use crossterm::style::Stylize;
use indicatif::{ProgressBar, ProgressStyle};

/// A simple spinner for long-running stages.
pub struct Spinner {
    bar: ProgressBar,
}

impl Spinner {
    pub fn new(message: impl Into<String>) -> Self {
        let bar = ProgressBar::new_spinner();
        bar.set_style(
            ProgressStyle::default_spinner()
                .template("{spinner:.dim} {msg}")
                .unwrap(),
        );
        bar.set_message(message.into());
        bar.enable_steady_tick(std::time::Duration::from_millis(80));
        Self { bar }
    }

    /// Clear the spinner and print a `✔ message` line to stderr.
    pub fn finish(self, message: impl Into<String>) {
        self.bar.finish_and_clear();
        eprintln!("{} {}", "✔".green(), message.into());
    }

    /// Clear the spinner and print a `✖ message` line to stderr.
    pub fn fail(self, message: impl Into<String>) {
        self.bar.finish_and_clear();
        eprintln!("{} {}", "✖".red(), message.into());
    }
}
---------------
→ TASK PROMPT:
Retype the data shown above so that each line matches the original.

→ RESULT:
use crossterm::style::Stylize;
use indicatif::{ProgressBar, ProgressStyle};

/// A simple spinner for long-running stages.
pub struct Spinner {
    bar: ProgressBar,
}

impl Spinner {
    pub fn new(message: impl Into<String>) -> Self {
        let bar = ProgressBar::new_spinner();
        bar.set_style(
            ProgressStyle::default_spinner()
                .template("{spinner:.dim} {msg}")
                .unwrap(),
        );
        bar.set_message(message.into());
        bar.enable_steady_tick(std::time::Duration::from_millis(80));
        Self { bar }
    }

    /// Clear the spinner and print a `✔ message` line to stderr.
    pub fn finish(self, message: impl Into<String>) {
        self.bar.finish_and_clear();
        eprintln!("{} {}", "✔".green(), message.into());
    }

    /// Clear the spinner and print a `✖ message` line to stderr.
    pub fn fail(self, message: impl Into<String>) {
        self.bar.finish_and_clear();
        eprintln!("{} {}", "✖".red(), message.into());
    }
}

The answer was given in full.